In summary, beta power differs dramatically from the unit activity and from gamma power in at least four ways. Most importantly, units and gamma power show just two levels of activity for preferred direction movements based on the type of movement to be performed: high levels for the contralateral arm and low levels for both the ipsilateral arm and the eye. In contrast, beta power shows a distinct level of activity for each of the five-movement types. Second, beta power, unlike gamma, is not directionally tuned. Third, the ordering of response magnitudes is inverted for beta power compared to gamma power and units. For example, saccades and ipsilateral arm movements are associated with the lowest level of spiking and gamma power, but the highest level of beta power. Finally, movement plans affect beta power only ~100 ms after they affect gamma power and single-unit activity. While temporal differences must be interpreted cautiously given the temporal smoothing in the beta LFP, this smoothing will mainly shorten the LFP latencies and so cannot be responsible for the divergences in LFP power lagging the divergences in the single units.

We have shown LFP power at 20–30 and 70–120 Hz, but task effects are continuous across frequencies, with at least two distinct regimes separated by a transition zone (Fig. 4 and Supplementary Fig. 11). Above 50 Hz, responses to preferred direction movements depend strongly on movement type and only weakly on frequency; similar power levels are attained for a given movement type at 70 and 170 Hz. Power is elevated ~16% above baseline for any task that includes a contramanual reach, is at baseline for ipsimanual reaches (−1%), and is slightly suppressed for saccades (−9%). The pattern for null direction responses is more complex. Power is elevated for bimanual-apart, near the baseline for bimanual-together, and suppressed for contramanual reach, ipsimanual reach, and saccades.

A second regime occurs at lower frequencies, from about 16 to 32 Hz. Here LFP power depends strongly on both movement type and frequency, but only weakly on the direction. Responses are not clustered but instead are ordered by movement type. The point of minimum power occurs at a low frequency for saccades (≤8 Hz), at an intermediate frequency for ipsimanual reaches (~8–16 Hz), and at still higher frequencies for contramanual, bimanual-together, and bimanual-apart reaches (12–20 Hz).

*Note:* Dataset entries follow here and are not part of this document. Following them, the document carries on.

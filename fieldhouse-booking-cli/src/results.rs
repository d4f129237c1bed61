use std::io;
use std::path::{Path, PathBuf};

use fieldhouse_booking_config::BookingOutcome;

/// Append-only store of one flat record per user per run, for later
/// inspection. Records are plain key/value text files.
#[derive(Debug)]
pub struct ResultsSink {
    dir: PathBuf,
}

impl ResultsSink {
    pub fn create(dir: impl Into<PathBuf>) -> io::Result<Self> {
        let dir = dir.into();
        std::fs::create_dir_all(&dir)?;
        Ok(Self { dir })
    }

    pub fn record(&self, outcome: &BookingOutcome) -> io::Result<PathBuf> {
        let path = self
            .dir
            .join(format!("{}_result_{}.txt", outcome.user_id, outcome.timestamp));
        let status = if outcome.success { "Success" } else { "Failed" };
        let body = format!(
            "User: {}\nTime: {}\nFacility: {}\nStatus: {}\nTimestamp: {}\n",
            outcome.user_id, outcome.time, outcome.facility, status, outcome.timestamp
        );
        std::fs::write(&path, body)?;
        Ok(path)
    }

    #[must_use]
    pub fn dir(&self) -> &Path {
        &self.dir
    }
}
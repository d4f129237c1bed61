mod cli;
mod logging;
mod orchestrator;
mod results;

use anyhow::Result;
use clap::Parser as _;
use fieldhouse_booking_config::BookingConfig;
use tracing::info;

use crate::cli::{Cli, Commands};

#[tokio::main]
async fn main() -> Result<()> {
    let cli = Cli::parse();
    let _guard = logging::init(cli.quiet)?;

    let config = BookingConfig::load(&cli.config)?;
    let success = match cli.command {
        Commands::Book(args) => {
            let options = args.into();
            orchestrator::run_single(&config, &options).await?
        }
        Commands::Batch(args) => {
            let options = args.into();
            orchestrator::run_batch(&config, &options).await?
        }
    };

    if success {
        info!("run finished, all bookings succeeded");
        Ok(())
    } else {
        // scripted callers key off the exit status
        std::process::exit(1);
    }
}
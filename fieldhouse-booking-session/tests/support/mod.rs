//! A scripted page standing in for a live browser.
#![allow(dead_code)]

use core::time::Duration;
use std::collections::HashMap;
use std::path::Path;
use std::sync::Mutex;

use async_trait::async_trait;
use fieldhouse_booking_session::{Actuator, ActuatorError, ElementHandle, Locator};

#[derive(Default)]
pub struct FakeActuator {
    root: HashMap<String, Vec<u64>>,
    scoped: HashMap<(u64, String), Vec<u64>>,
    texts: HashMap<u64, String>,
    attrs: HashMap<(u64, String), String>,
    url: Mutex<String>,
    pub clicks: Mutex<Vec<u64>>,
    pub typed: Mutex<Vec<(u64, String)>>,
    pub cleared: Mutex<Vec<u64>>,
    pub navigations: Mutex<Vec<String>>,
    pub quits: Mutex<u32>,
}

impl FakeActuator {
    pub fn new() -> Self {
        Self {
            url: Mutex::new("https://example.com/home".to_owned()),
            ..Self::default()
        }
    }

    pub fn with_element(mut self, locator: &Locator, id: u64) -> Self {
        self.root.entry(locator.to_string()).or_default().push(id);
        self
    }

    pub fn with_scoped(mut self, scope: u64, locator: &Locator, id: u64) -> Self {
        self.scoped
            .entry((scope, locator.to_string()))
            .or_default()
            .push(id);
        self
    }

    pub fn with_text(mut self, id: u64, text: &str) -> Self {
        self.texts.insert(id, text.to_owned());
        self
    }

    pub fn with_attr(mut self, id: u64, name: &str, value: &str) -> Self {
        self.attrs.insert((id, name.to_owned()), value.to_owned());
        self
    }

    pub fn with_url(self, url: &str) -> Self {
        *self.url.lock().unwrap() = url.to_owned();
        self
    }

    pub fn clicked(&self, id: u64) -> bool {
        self.clicks.lock().unwrap().contains(&id)
    }
}

#[async_trait]
impl Actuator for FakeActuator {
    async fn navigate(&self, url: &str) -> Result<(), ActuatorError> {
        self.navigations.lock().unwrap().push(url.to_owned());
        Ok(())
    }

    async fn find(&self, locator: &Locator, wait: Duration) -> Result<ElementHandle, ActuatorError> {
        match self.root.get(&locator.to_string()).and_then(|ids| ids.first()) {
            Some(&id) => Ok(ElementHandle(id)),
            None if wait.is_zero() => Err(ActuatorError::NotFound(locator.to_string())),
            None => Err(ActuatorError::WaitTimeout {
                locator: locator.to_string(),
                timeout: wait,
            }),
        }
    }

    async fn find_all(
        &self,
        scope: Option<ElementHandle>,
        locator: &Locator,
    ) -> Result<Vec<ElementHandle>, ActuatorError> {
        let ids = match scope {
            Some(handle) => self.scoped.get(&(handle.0, locator.to_string())),
            None => self.root.get(&locator.to_string()),
        };
        Ok(ids
            .map(|ids| ids.iter().map(|&id| ElementHandle(id)).collect())
            .unwrap_or_default())
    }

    async fn find_in(
        &self,
        scope: ElementHandle,
        locator: &Locator,
    ) -> Result<ElementHandle, ActuatorError> {
        self.scoped
            .get(&(scope.0, locator.to_string()))
            .and_then(|ids| ids.first())
            .map(|&id| ElementHandle(id))
            .ok_or_else(|| ActuatorError::NotFound(locator.to_string()))
    }

    async fn click(&self, element: ElementHandle) -> Result<(), ActuatorError> {
        self.clicks.lock().unwrap().push(element.0);
        Ok(())
    }

    async fn type_text(&self, element: ElementHandle, text: &str) -> Result<(), ActuatorError> {
        self.typed.lock().unwrap().push((element.0, text.to_owned()));
        Ok(())
    }

    async fn clear(&self, element: ElementHandle) -> Result<(), ActuatorError> {
        self.cleared.lock().unwrap().push(element.0);
        Ok(())
    }

    async fn read_text(&self, element: ElementHandle) -> Result<String, ActuatorError> {
        Ok(self.texts.get(&element.0).cloned().unwrap_or_default())
    }

    async fn attr(
        &self,
        element: ElementHandle,
        name: &str,
    ) -> Result<Option<String>, ActuatorError> {
        Ok(self.attrs.get(&(element.0, name.to_owned())).cloned())
    }

    async fn screenshot(&self, _path: &Path) -> Result<(), ActuatorError> {
        Ok(())
    }

    async fn current_url(&self) -> Result<String, ActuatorError> {
        Ok(self.url.lock().unwrap().clone())
    }

    async fn quit(&self) -> Result<(), ActuatorError> {
        *self.quits.lock().unwrap() += 1;
        Ok(())
    }
}

pub fn user_context() -> fieldhouse_booking_config::UserContext {
    fieldhouse_booking_config::UserContext {
        id: "alice".to_owned(),
        credential: fieldhouse_booking_config::Credential {
            login_url: "https://example.com/login".to_owned(),
            username: "alice".to_owned(),
            password: "hunter2".to_owned(),
        },
        preference: fieldhouse_booking_config::BookingPreference {
            facility: "badminton".to_owned(),
            time: "7pm".to_owned(),
            date: "2026-08-12".to_owned(),
            court_number: Some("3".to_owned()),
            cell_number: Some("709-555-0101".to_owned()),
            booking_reason: Some("league night".to_owned()),
        },
    }
}
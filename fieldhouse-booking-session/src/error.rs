use core::fmt;

use crate::actuator::ActuatorError;

/// The browser interaction group a failure happened in.
#[derive(Debug, Clone, Copy, PartialEq, Eq)]
pub enum Step {
    Login,
    NavigateToBookingPage,
    SelectDate,
    SelectSlot,
    ConfirmBooking,
    Logout,
}

impl fmt::Display for Step {
    fn fmt(&self, f: &mut fmt::Formatter<'_>) -> fmt::Result {
        f.write_str(match self {
            Self::Login => "login",
            Self::NavigateToBookingPage => "navigate_to_booking_page",
            Self::SelectDate => "select_date",
            Self::SelectSlot => "select_slot",
            Self::ConfirmBooking => "confirm_booking",
            Self::Logout => "logout",
        })
    }
}

#[derive(thiserror::Error, Debug)]
pub enum SessionError {
    #[error("{step} failed: {source}")]
    Step {
        step: Step,
        #[source]
        source: ActuatorError,
    },
    #[error("no available {facility} slot matching {time}")]
    NoMatch { facility: String, time: String },
    #[error("unusable booking date `{0}`, expected yyyy-mm-dd")]
    BadDate(String),
}

impl SessionError {
    #[must_use]
    pub const fn failure_kind(&self) -> FailureKind {
        match self {
            Self::Step { source, .. } => match source {
                ActuatorError::WaitTimeout { .. } => FailureKind::Timeout,
                ActuatorError::NotFound(_) => FailureKind::ElementNotFound,
                ActuatorError::StaleHandle(_) | ActuatorError::Driver(_) => {
                    FailureKind::Unexpected
                }
            },
            Self::NoMatch { .. } => FailureKind::NoMatch,
            Self::BadDate(_) => FailureKind::Unexpected,
        }
    }
}

/// Terminal failure classification carried by [`crate::SessionState::Failed`].
#[derive(Debug, Clone, Copy, PartialEq, Eq)]
pub enum FailureKind {
    Timeout,
    ElementNotFound,
    NoMatch,
    Unexpected,
}

impl fmt::Display for FailureKind {
    fn fmt(&self, f: &mut fmt::Formatter<'_>) -> fmt::Result {
        f.write_str(match self {
            Self::Timeout => "timeout",
            Self::ElementNotFound => "element_not_found",
            Self::NoMatch => "no_match",
            Self::Unexpected => "unexpected_error",
        })
    }
}

pub(crate) fn at_step(step: Step) -> impl Fn(ActuatorError) -> SessionError {
    move |source| SessionError::Step { step, source }
}
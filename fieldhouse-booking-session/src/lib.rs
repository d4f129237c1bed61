//! One complete login-to-logout browser interaction for a single user's
//! booking attempt, driven through an opaque [`actuator::Actuator`]
//! capability so that the whole flow can be exercised against a scripted
//! fake as well as a live WebDriver.

pub mod actuator;
pub mod controller;
pub mod error;
pub mod logout;
pub mod screenshot;
pub mod selectors;

pub use actuator::{Actuator, ActuatorError, ElementHandle, Locator};
pub use controller::{SessionController, SessionState};
pub use error::{FailureKind, SessionError, Step};
pub use logout::{LogoutReport, LogoutStrategy};
pub use screenshot::ScreenshotSink;
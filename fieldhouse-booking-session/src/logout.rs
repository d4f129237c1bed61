//! Best-effort logout, tried through an ordered list of fallback strategies.
//! Each strategy only runs if the previous one failed, and the report says
//! which one ended the session.

use core::fmt;
use core::time::Duration;

use tracing::{info, warn};

use crate::actuator::{Actuator, ActuatorError, Locator};
use crate::selectors;

#[derive(Debug, Clone, Copy, PartialEq, Eq)]
pub enum LogoutStrategy {
    /// Open the user menu and click its Logout entry.
    Menu,
    /// Click any logout link present on the page.
    DirectLink,
    /// Navigate back to the login URL and check the session is gone.
    ForcedNavigation,
}

impl fmt::Display for LogoutStrategy {
    fn fmt(&self, f: &mut fmt::Formatter<'_>) -> fmt::Result {
        f.write_str(match self {
            Self::Menu => "menu",
            Self::DirectLink => "direct_link",
            Self::ForcedNavigation => "forced_navigation",
        })
    }
}

#[derive(Debug, Clone, Copy, PartialEq, Eq)]
pub struct LogoutReport {
    pub strategy: Option<LogoutStrategy>,
    pub success: bool,
}

pub async fn logout<A: Actuator + ?Sized>(
    actuator: &A,
    login_url: &str,
    default_wait: Duration,
) -> LogoutReport {
    for strategy in [
        LogoutStrategy::Menu,
        LogoutStrategy::DirectLink,
        LogoutStrategy::ForcedNavigation,
    ] {
        match attempt(actuator, strategy, login_url, default_wait).await {
            Ok(()) => {
                info!(%strategy, "logout successful");
                return LogoutReport {
                    strategy: Some(strategy),
                    success: true,
                };
            }
            Err(error) => warn!(%strategy, %error, "logout strategy failed"),
        }
    }
    LogoutReport {
        strategy: None,
        success: false,
    }
}

async fn attempt<A: Actuator + ?Sized>(
    actuator: &A,
    strategy: LogoutStrategy,
    login_url: &str,
    default_wait: Duration,
) -> Result<(), ActuatorError> {
    match strategy {
        LogoutStrategy::Menu => {
            let menu = actuator
                .find(&Locator::xpath(selectors::USER_MENU), default_wait)
                .await?;
            actuator.click(menu).await?;
            let entry = actuator
                .find(&Locator::xpath(selectors::LOGOUT_MENU_ENTRY), default_wait)
                .await?;
            actuator.click(entry).await?;
            confirm_signed_out(actuator, default_wait).await
        }
        LogoutStrategy::DirectLink => {
            let link = actuator
                .find(&Locator::xpath(selectors::LOGOUT_DIRECT_LINK), Duration::ZERO)
                .await?;
            actuator.click(link).await?;
            confirm_signed_out(actuator, default_wait).await
        }
        LogoutStrategy::ForcedNavigation => {
            actuator.navigate(login_url).await?;
            let markers = actuator
                .find_all(None, &Locator::xpath(selectors::SIGNED_OUT_MARKER))
                .await?;
            if !markers.is_empty() {
                return Ok(());
            }
            let url = actuator.current_url().await?;
            if url.to_lowercase().contains("login") {
                Ok(())
            } else {
                Err(ActuatorError::NotFound(
                    "no signed-out marker after forced navigation".to_owned(),
                ))
            }
        }
    }
}

async fn confirm_signed_out<A: Actuator + ?Sized>(
    actuator: &A,
    default_wait: Duration,
) -> Result<(), ActuatorError> {
    actuator
        .find(&Locator::xpath(selectors::SIGNED_OUT_MARKER), default_wait)
        .await
        .map(|_| ())
}
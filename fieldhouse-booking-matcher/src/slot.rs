//! Scoring and selection of a court/time slot among scraped search results.

use serde::{Deserialize, Serialize};
use tracing::debug;

/// One bookable slot button as scraped from a result card. Several slots
/// usually share the same court title and description.
#[derive(Debug, Clone, PartialEq, Eq, Serialize, Deserialize)]
pub struct CandidateSlot {
    pub court_title: String,
    pub court_description: String,
    pub raw_slot_label: String,
    pub is_available: bool,
}

/// Outcome of a matching pass. `court_title` and `slot_label` identify the
/// page element to activate when `matched` is true.
#[derive(Debug, Clone, PartialEq, Eq, Serialize, Deserialize)]
pub struct MatchResult {
    pub matched: bool,
    pub court_title: Option<String>,
    pub slot_label: Option<String>,
    pub score: u32,
}

impl MatchResult {
    const fn no_match() -> Self {
        Self {
            matched: false,
            court_title: None,
            slot_label: None,
            score: 0,
        }
    }
}

const FACILITY_SCORE: u32 = 100;
const COURT_NUMBER_SCORE: u32 = 50;
const SYNONYM_SCORE: u32 = 30;
const TIME_AVAILABLE_SCORE: u32 = 50;

struct CourtGroup<'a> {
    title: &'a str,
    description: &'a str,
    slots: Vec<&'a CandidateSlot>,
}

/// Picks the best court and slot for the desired facility and time.
///
/// Candidates are grouped per court by title and description in first-seen
/// order. Courts whose combined text lacks the facility name are discarded
/// outright, and a court without an available slot matching one of the time
/// templates cannot be booked, so it is excluded even when its base score is
/// positive. Among the rest the highest total score wins, ties going to the
/// court seen first; within the winning court the first matching slot in
/// page order is taken.
///
/// This never fails: an unparseable desired time produces templates that
/// match nothing and the result simply comes back unmatched.
#[must_use]
pub fn match_slots(
    facility: &str,
    time_templates: &[String],
    preferred_court: Option<&str>,
    candidates: &[CandidateSlot],
) -> MatchResult {
    let facility = facility.trim().to_lowercase();
    if facility.is_empty() {
        return MatchResult::no_match();
    }
    let preferred_court = preferred_court.map(str::trim).filter(|c| !c.is_empty());

    let mut groups: Vec<CourtGroup<'_>> = Vec::new();
    for candidate in candidates {
        match groups.iter_mut().find(|g| {
            g.title == candidate.court_title && g.description == candidate.court_description
        }) {
            Some(group) => group.slots.push(candidate),
            None => groups.push(CourtGroup {
                title: &candidate.court_title,
                description: &candidate.court_description,
                slots: vec![candidate],
            }),
        }
    }

    let mut best: Option<(u32, &str, &str)> = None;
    for group in &groups {
        let text = format!("{} {}", group.title, group.description).to_lowercase();
        if !text.contains(&facility) {
            continue;
        }
        let mut score = FACILITY_SCORE;

        if let Some(court) = preferred_court {
            if text.contains(&format!("{facility} {court}"))
                || text.contains(&format!("{facility} court {court}"))
            {
                score += COURT_NUMBER_SCORE;
            }
        }
        if facility.contains("badminton") && text.contains("badminton") {
            score += SYNONYM_SCORE;
        }
        if facility.contains("pickle") && text.contains("pickle") {
            score += SYNONYM_SCORE;
        }

        let Some(slot) = first_matching_slot(&group.slots, time_templates) else {
            debug!(court = group.title, score, "no available slot at the desired time");
            continue;
        };
        score += TIME_AVAILABLE_SCORE;
        debug!(court = group.title, score, slot = %slot.raw_slot_label, "candidate court");

        // strictly-greater keeps the first seen on ties
        if best.is_none_or(|(best_score, _, _)| score > best_score) {
            best = Some((score, group.title, &slot.raw_slot_label));
        }
    }

    match best {
        Some((score, title, label)) => MatchResult {
            matched: true,
            court_title: Some(title.to_owned()),
            slot_label: Some(label.to_owned()),
            score,
        },
        None => MatchResult::no_match(),
    }
}

fn first_matching_slot<'a>(
    slots: &[&'a CandidateSlot],
    time_templates: &[String],
) -> Option<&'a CandidateSlot> {
    slots.iter().copied().find(|slot| {
        if !slot.is_available {
            return false;
        }
        let label = slot.raw_slot_label.to_lowercase();
        time_templates
            .iter()
            .any(|template| label.contains(&template.to_lowercase()))
    })
}

#[cfg(test)]
mod tests {
    use super::*;
    use crate::time::NormalizedTime;

    fn slot(title: &str, label: &str, available: bool) -> CandidateSlot {
        CandidateSlot {
            court_title: title.to_owned(),
            court_description: String::new(),
            raw_slot_label: label.to_owned(),
            is_available: available,
        }
    }

    fn templates(raw: &str) -> Vec<String> {
        NormalizedTime::parse(raw).templates()
    }

    #[test]
    fn preferred_court_wins_over_its_siblings() {
        let candidates = vec![
            slot("Badminton Court 3", "7:00 pm - 8:00 pm", true),
            slot("Badminton Court 1", "7:00 pm - 8:00 pm", true),
        ];
        let result = match_slots("badminton", &templates("7pm"), Some("3"), &candidates);
        assert!(result.matched);
        assert_eq!(result.court_title.as_deref(), Some("Badminton Court 3"));
        assert_eq!(result.slot_label.as_deref(), Some("7:00 pm - 8:00 pm"));
        assert_eq!(result.score, 230);

        // and the runner-up really was 50 behind
        let runner_up = match_slots(
            "badminton",
            &templates("7pm"),
            Some("3"),
            &candidates[1..],
        );
        assert_eq!(runner_up.score, 180);
    }

    #[test]
    fn court_number_bonus_is_exactly_fifty() {
        let with = match_slots(
            "pickleball",
            &templates("9am"),
            Some("2"),
            &[slot("Pickleball Court 2", "9:00 am - 10:00 am", true)],
        );
        let without = match_slots(
            "pickleball",
            &templates("9am"),
            None,
            &[slot("Pickleball Court 2", "9:00 am - 10:00 am", true)],
        );
        assert_eq!(with.score, without.score + 50);
    }

    #[test]
    fn irrelevant_courts_are_discarded_regardless_of_boosts() {
        // court number and time both line up, but the facility gate fails
        let result = match_slots(
            "badminton",
            &templates("7pm"),
            Some("3"),
            &[slot("Tennis Court 3", "7:00 pm - 8:00 pm", true)],
        );
        assert!(!result.matched);
        assert_eq!(result.score, 0);
    }

    #[test]
    fn court_without_matching_open_slot_is_excluded() {
        let candidates = vec![
            // right facility, slot taken
            slot("Badminton Court 1", "7:00 pm - 8:00 pm", false),
            // right facility, wrong hour
            slot("Badminton Court 2", "5:00 pm - 6:00 pm", true),
        ];
        let result = match_slots("badminton", &templates("7pm"), None, &candidates);
        assert!(!result.matched);
    }

    #[test]
    fn ties_resolve_to_the_court_seen_first() {
        let candidates = vec![
            slot("Badminton Court 5", "7:00 pm - 8:00 pm", true),
            slot("Badminton Court 6", "7:00 pm - 8:00 pm", true),
        ];
        let result = match_slots("badminton", &templates("7pm"), None, &candidates);
        assert_eq!(result.court_title.as_deref(), Some("Badminton Court 5"));
    }

    #[test]
    fn first_matching_slot_in_page_order_is_taken() {
        let candidates = vec![
            slot("Badminton Court 1", "6:00 pm - 7:00 pm", true),
            slot("Badminton Court 1", "7:00 pm - 8:00 pm", false),
            slot("Badminton Court 1", " 7:00 pm - 8:00 pm", true),
            slot("Badminton Court 1", "7:00 pm - 8:00 pm", true),
        ];
        let result = match_slots("badminton", &templates("7pm"), None, &candidates);
        assert_eq!(result.slot_label.as_deref(), Some(" 7:00 pm - 8:00 pm"));
    }

    #[test]
    fn repeated_invocation_is_identical() {
        let candidates = vec![
            slot("Badminton Court 3", "7:00 pm - 8:00 pm", true),
            slot("Badminton Court 1", "7:00 pm - 8:00 pm", true),
        ];
        let first = match_slots("badminton", &templates("7pm"), Some("3"), &candidates);
        let second = match_slots("badminton", &templates("7pm"), Some("3"), &candidates);
        assert_eq!(first, second);
    }

    #[test]
    fn unparseable_time_fails_soft() {
        let result = match_slots(
            "badminton",
            &templates("sometime"),
            None,
            &[slot("Badminton Court 1", "7:00 pm - 8:00 pm", true)],
        );
        assert!(!result.matched);
    }

    #[test]
    fn no_candidates_is_no_match() {
        let result = match_slots("badminton", &templates("7pm"), None, &[]);
        assert_eq!(result, MatchResult::no_match());
    }
}
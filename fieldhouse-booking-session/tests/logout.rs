//! The logout fallbacks run in order and report which one ended the session.

mod support;

use core::time::Duration;

use fieldhouse_booking_session::logout::logout;
use fieldhouse_booking_session::{selectors, Locator, LogoutStrategy};
use support::FakeActuator;

const LOGIN_URL: &str = "https://example.com/login";

#[tokio::test]
async fn menu_logout_is_preferred() {
    let page = FakeActuator::new()
        .with_element(&Locator::xpath(selectors::USER_MENU), 1)
        .with_element(&Locator::xpath(selectors::LOGOUT_MENU_ENTRY), 2)
        .with_element(&Locator::xpath(selectors::LOGOUT_DIRECT_LINK), 3)
        .with_element(&Locator::xpath(selectors::SIGNED_OUT_MARKER), 4);
    let report = logout(&page, LOGIN_URL, Duration::ZERO).await;

    assert!(report.success);
    assert_eq!(report.strategy, Some(LogoutStrategy::Menu));
    // the direct link was never needed
    assert!(page.clicked(1));
    assert!(page.clicked(2));
    assert!(!page.clicked(3));
}

#[tokio::test]
async fn direct_link_is_the_first_fallback() {
    let page = FakeActuator::new()
        .with_element(&Locator::xpath(selectors::LOGOUT_DIRECT_LINK), 3)
        .with_element(&Locator::xpath(selectors::SIGNED_OUT_MARKER), 4);
    let report = logout(&page, LOGIN_URL, Duration::ZERO).await;

    assert!(report.success);
    assert_eq!(report.strategy, Some(LogoutStrategy::DirectLink));
    assert!(page.clicked(3));
}

#[tokio::test]
async fn forced_navigation_is_the_last_resort() {
    let page =
        FakeActuator::new().with_element(&Locator::xpath(selectors::SIGNED_OUT_MARKER), 4);
    let report = logout(&page, LOGIN_URL, Duration::ZERO).await;

    assert!(report.success);
    assert_eq!(report.strategy, Some(LogoutStrategy::ForcedNavigation));
    assert_eq!(
        page.navigations.lock().unwrap().as_slice(),
        [LOGIN_URL.to_owned()]
    );
}

#[tokio::test]
async fn forced_navigation_accepts_a_login_url_without_the_marker() {
    let page = FakeActuator::new().with_url("https://example.com/Login?expired=1");
    let report = logout(&page, LOGIN_URL, Duration::ZERO).await;

    assert!(report.success);
    assert_eq!(report.strategy, Some(LogoutStrategy::ForcedNavigation));
}

#[tokio::test]
async fn every_strategy_failing_is_reported_as_such() {
    let page = FakeActuator::new().with_url("https://example.com/home");
    let report = logout(&page, LOGIN_URL, Duration::ZERO).await;

    assert!(!report.success);
    assert_eq!(report.strategy, None);
}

From 32 to 50 Hz there is a transition zone in which the effects of task on power change rapidly with frequency. Sensitivity of LFP power with task disappears almost entirely at ~36 Hz and also at ~8–10 Hz. Below 8 Hz, the measurement interval (500 ms) is too short compared to the wavelength being measured to obtain reliable estimates of power (see “Methods” section).

### Interhemispheric spike-LFP coherence is frequency- and task-specific

We have shown that beta power encodes substantial information about both contralateral and ipsilateral arm movement plans, while spikes primarily encode information about the contralateral arm. Where does the LFP information about the ipsilateral arm come from? There are prominent connections between homotopic cortical areas in the right and left hemispheres22. Thus, one possible source of left arm information in left PRR is signals from right PRR, and vice versa. The fact that task effects in the beta power lag effects in the spikes (Fig. 3a, c) is consistent with this assumption. We investigate this possibility further using lagged interhemispheric spike-LFP coherence.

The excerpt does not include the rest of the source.